Steven then sets his sights on Patricia, an Englishwoman on vacation. They have a whirlwind romance but break up when Steven can't decide if he's in love with her. Steven is extremely jealous, however, when she begins a relationship with Miguel, a womanizing swimming instructor at the nearby resort hotel. While Steven stews on the yacht, Patricia and Miguel have sex. Then she goes skinny-dipping in the ocean and is eaten by a large 19 ft tiger shark.

The next day, Steven confronts Miguel in the hotel bar. Miguel tells Steven that Patricia was in love with Steven, but she must have returned to England. Neither man ever learns of her true fate. Miguel introduces Steven to two sisters, American college students Kelly and Cynthia Madison. They go on a double date and swim to the yacht for some skinny-dipping at the sisters' suggestion. The shark is in the water nearby, but they safely make it to the boat. Kelly and Cynthia then hop back and forth between Miguel's and Steven's beds. They all swim back to shore the next morning, and the submerged tiger shark again chooses not to bother them. When Miguel and Steven start a shark hunting business, Miguel tells Steven that they must immediately get out of the water if a tiger shark ever appears.

One night, Miguel and Steven meet Gabriella, a young English tourist. Miguel and Steven take Gabriella shark hunting with them. She is appalled by what they do, but admits her feelings for them have become powerful. The three of them decide to have a triangular relationship; she'll be sexually involved with both of them, but they won't fall in love with her or with them. It is loosely implied that Steven and Miguel might be falling in love. They tour the local Mayan archaeological sites together, then retire to the yacht for sex. The next time they go shark hunting, a shark appears and rips Miguel in half.

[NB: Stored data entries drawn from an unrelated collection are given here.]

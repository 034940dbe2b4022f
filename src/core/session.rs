//! Per-session state shared by the screen modules
//!
//! One `Session` is created at startup and lives until exit. The in-flight
//! marker is set when a request is dispatched and cleared when its result
//! arrives, whatever the result is.

use std::collections::BTreeMap;

use chrono::{DateTime, Local};

use crate::domain::{QueryParams, SampleRequest, TransactionRecord};

/// Last successful payload, kept for export
#[derive(Debug, Clone)]
pub struct LastResult {
    pub query: QueryParams,
    pub records: Vec<TransactionRecord>,
    pub received_at: DateTime<Local>,
}

#[derive(Debug, Default)]
pub struct Session {
    /// Shareable query; written only after a submission validates
    pub query: QueryParams,

    /// `alias -> name` table from config
    pub chain_aliases: BTreeMap<String, String>,

    /// Last text copied to the clipboard
    pub clipboard: Option<String>,

    pub last_result: Option<LastResult>,

    in_flight: Option<u64>,
    next_request_id: u64,
}

impl Session {
    pub fn new(query: QueryParams, chain_aliases: BTreeMap<String, String>) -> Self {
        Self {
            query,
            chain_aliases,
            ..Self::default()
        }
    }

    pub fn is_in_flight(&self) -> bool {
        self.in_flight.is_some()
    }

    /// Record `query` and mark a request outstanding.
    ///
    /// Returns `None` when another request is still in flight.
    pub fn begin_request(&mut self, query: QueryParams) -> Option<(u64, SampleRequest)> {
        if self.in_flight.is_some() {
            return None;
        }
        self.next_request_id += 1;
        let id = self.next_request_id;
        self.in_flight = Some(id);
        self.last_result = None;
        let request = SampleRequest::from(&query);
        self.query = query;
        Some((id, request))
    }

    /// Clear the in-flight marker if `id` is the outstanding request.
    pub fn finish_request(&mut self, id: u64) -> bool {
        if self.in_flight == Some(id) {
            self.in_flight = None;
            true
        } else {
            false
        }
    }

    /// Clear the in-flight marker regardless of which request holds it.
    pub fn abort_request(&mut self) -> Option<u64> {
        self.in_flight.take()
    }

    pub fn set_clipboard(&mut self, content: String) {
        self.clipboard = Some(content);
    }

    pub fn share_query(&self) -> String {
        self.query.to_query_string()
    }
}

#[cfg(test)]
mod tests {
    use super::*;
    use crate::domain::Chain;

    fn query() -> QueryParams {
        QueryParams::new(Chain::Ethereum, format!("0x{}", "1".repeat(40)))
    }

    #[test]
    fn test_single_request_in_flight() {
        let mut session = Session::default();
        let (id, request) = session.begin_request(query()).unwrap();
        assert!(session.is_in_flight());
        assert_eq!(request.address, query().address);
        assert_eq!(session.query, query());

        assert!(session.begin_request(query()).is_none());

        assert!(session.finish_request(id));
        assert!(!session.is_in_flight());
        assert!(session.begin_request(query()).is_some());
    }

    #[test]
    fn test_stale_completion_is_ignored() {
        let mut session = Session::default();
        let (id, _) = session.begin_request(query()).unwrap();
        assert!(!session.finish_request(id + 1));
        assert!(session.is_in_flight());
        assert_eq!(session.abort_request(), Some(id));
        assert!(!session.is_in_flight());
    }
}
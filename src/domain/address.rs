//! EVM address format check

use once_cell::sync::Lazy;
use regex::Regex;

use crate::error::ValidationError;

static EVM_ADDRESS: Lazy<Regex> =
    Lazy::new(|| Regex::new(r"^0x[a-fA-F0-9]{40}$").expect("address pattern is valid"));

/// True iff `input` is `0x` followed by exactly 40 hex digits, nothing else.
pub fn is_valid_address(input: &str) -> bool {
    EVM_ADDRESS.is_match(input)
}

pub fn validate_address(input: &str) -> Result<(), ValidationError> {
    if is_valid_address(input) {
        Ok(())
    } else {
        Err(ValidationError::InvalidAddress {
            input: input.to_string(),
        })
    }
}
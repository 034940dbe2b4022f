pub mod action;
pub mod command;
pub mod module;
pub mod session;

pub use action::{Action, NotifyLevel};
pub use command::{parse_command, Command};
pub use module::Module;
pub use session::Session;
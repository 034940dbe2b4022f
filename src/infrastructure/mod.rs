//! Infrastructure layer - External service integrations
//!
//! This layer contains:
//! - reqwest-based client for the sample backend
//! - Tokio runtime bridge for async operations

pub mod backend;
pub mod runtime;

pub use backend::{HttpSampleClient, SampleClient};
pub use runtime::{RuntimeBridge, RuntimeCommand, RuntimeEvent};
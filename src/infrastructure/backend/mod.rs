//! Sample backend client

mod client;

pub use client::{HttpSampleClient, SampleClient};
use async_trait::async_trait;

use crate::error::LlmError;

/// One chat-completion request: a system prompt establishing the analyst
/// role and a user prompt carrying the rendered message lines.
#[derive(Debug, Clone)]
pub struct ChatRequest {
    pub model: String,
    pub system: String,
    pub user: String,
    pub max_tokens: u32,
}

#[derive(Debug, Clone)]
pub struct ChatResponse {
    pub content: String,
    pub tokens_in: u32,
    pub tokens_out: u32,
}

/// Common interface for chat-completion providers. The analysis pipeline
/// only ever talks to this trait; tests substitute deterministic stubs.
#[async_trait]
pub trait LlmProvider: Send + Sync {
    /// Provider name for logging and error messages.
    fn name(&self) -> &str;

    /// Send one request, wait for the full response.
    async fn send(&self, req: &ChatRequest) -> Result<ChatResponse, LlmError>;
}
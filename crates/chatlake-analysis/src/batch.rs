//! Greedy first-fit packing of a day's messages under the model context
//! budget.

use tracing::debug;

use crate::types::NormalizedMessage;

/// Deterministic token estimate for a rendered line.
///
/// Roughly four ASCII characters per token; anything outside ASCII (CJK in
/// particular) counts as one token per character. Intentionally conservative
/// — the configured budget should sit below the model's hard limit anyway.
pub fn estimate_tokens(text: &str) -> usize {
    let mut ascii = 0usize;
    let mut wide = 0usize;
    for c in text.chars() {
        if c.is_ascii() {
            ascii += 1;
        } else {
            wide += 1;
        }
    }
    ascii.div_ceil(4) + wide
}

/// Split `messages` (already chronological) into batches whose estimated
/// token cost stays within `max_tokens`. Every message lands in exactly one
/// batch, in order; a single message over the budget becomes its own batch
/// rather than being dropped.
pub fn pack(messages: Vec<NormalizedMessage>, max_tokens: usize) -> Vec<Vec<NormalizedMessage>> {
    let mut batches = Vec::new();
    let mut current: Vec<NormalizedMessage> = Vec::new();
    let mut current_tokens = 0usize;

    for msg in messages {
        let cost = estimate_tokens(&msg.display_line());
        if !current.is_empty() && current_tokens + cost > max_tokens {
            batches.push(std::mem::take(&mut current));
            current_tokens = 0;
        }
        current_tokens += cost;
        current.push(msg);
    }
    if !current.is_empty() {
        batches.push(current);
    }

    debug!(batches = batches.len(), "messages packed");
    batches
}
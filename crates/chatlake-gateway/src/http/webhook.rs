//! Webhook ingress endpoint — POST /webhook/wechat.
//!
//! Accepts any body of any content-type and any size, acknowledges within
//! the second, and hands the delivery to the background writer. The source
//! never learns about internal failures: write problems surface through the
//! health endpoint, not this response. The only 500 is a pre-enqueue
//! failure (the queue is gone).

use axum::{
    body::Bytes,
    extract::{ConnectInfo, State},
    http::{HeaderMap, StatusCode},
    Json,
};
use chrono::Utc;
use serde_json::{json, Value};
use std::net::SocketAddr;
use std::sync::Arc;
use tracing::{debug, error, warn};

use crate::app::AppState;
use chatlake_core::types::RawDelivery;

pub async fn webhook_handler(
    State(state): State<Arc<AppState>>,
    ConnectInfo(addr): ConnectInfo<SocketAddr>,
    headers: HeaderMap,
    body: Bytes,
) -> Result<Json<Value>, (StatusCode, Json<Value>)> {
    let request_id = uuid::Uuid::new_v4().to_string();
    let delivery = RawDelivery {
        received_at: Utc::now(),
        client_addr: addr.ip().to_string(),
        headers: header_pairs(&headers),
        body: body.to_vec(),
    };

    debug!(request_id = %request_id, bytes = body.len(), client = %delivery.client_addr, "delivery received");

    // try_send keeps the handler under the response deadline; a full queue
    // falls back to an awaiting task so nothing is dropped.
    if let Err(err) = state.ingest_tx.try_send(delivery) {
        match err {
            tokio::sync::mpsc::error::TrySendError::Full(delivery) => {
                warn!(request_id = %request_id, "ingest queue full; write deferred");
                let tx = state.ingest_tx.clone();
                tokio::spawn(async move {
                    let _ = tx.send(delivery).await;
                });
            }
            tokio::sync::mpsc::error::TrySendError::Closed(_) => {
                error!(request_id = %request_id, "ingest worker gone; cannot enqueue");
                return Err((
                    StatusCode::INTERNAL_SERVER_ERROR,
                    Json(json!({"status": "error", "request_id": request_id})),
                ));
            }
        }
    }

    Ok(Json(json!({"status": "ok", "request_id": request_id})))
}

/// Header pairs in arrival order, values decoded lossily.
fn header_pairs(headers: &HeaderMap) -> Vec<(String, String)> {
    headers
        .iter()
        .map(|(name, value)| {
            (
                name.as_str().to_string(),
                String::from_utf8_lossy(value.as_bytes()).into_owned(),
            )
        })
        .collect()
}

Gabriella is so upset that she decides to return to England. Steven, meanwhile, vows revenge on the shark, enlisting the local coastguard and fishermen in a campaign to kill the tiger shark and seemingly every other shark in the area. "I hate the bastards", Steven tells the troubled Colonado, who in turn assures him that so many sharks have been killed, the tiger shark must have been one of them. Meanwhile, unbeknownst to Steven or Colonado, the tiger shark attacks another small fishing boat and eats two fishermen.

Steven goes to a nighttime beach party, with Kelly, Cynthia and two other American women. After the party ends, Kelly and Cynthia suggest more skinny-dipping. This time, the tiger shark attacks, ripping Cynthia from Steven's arms as he makes out with her in the water. The other women, make it safely to shore.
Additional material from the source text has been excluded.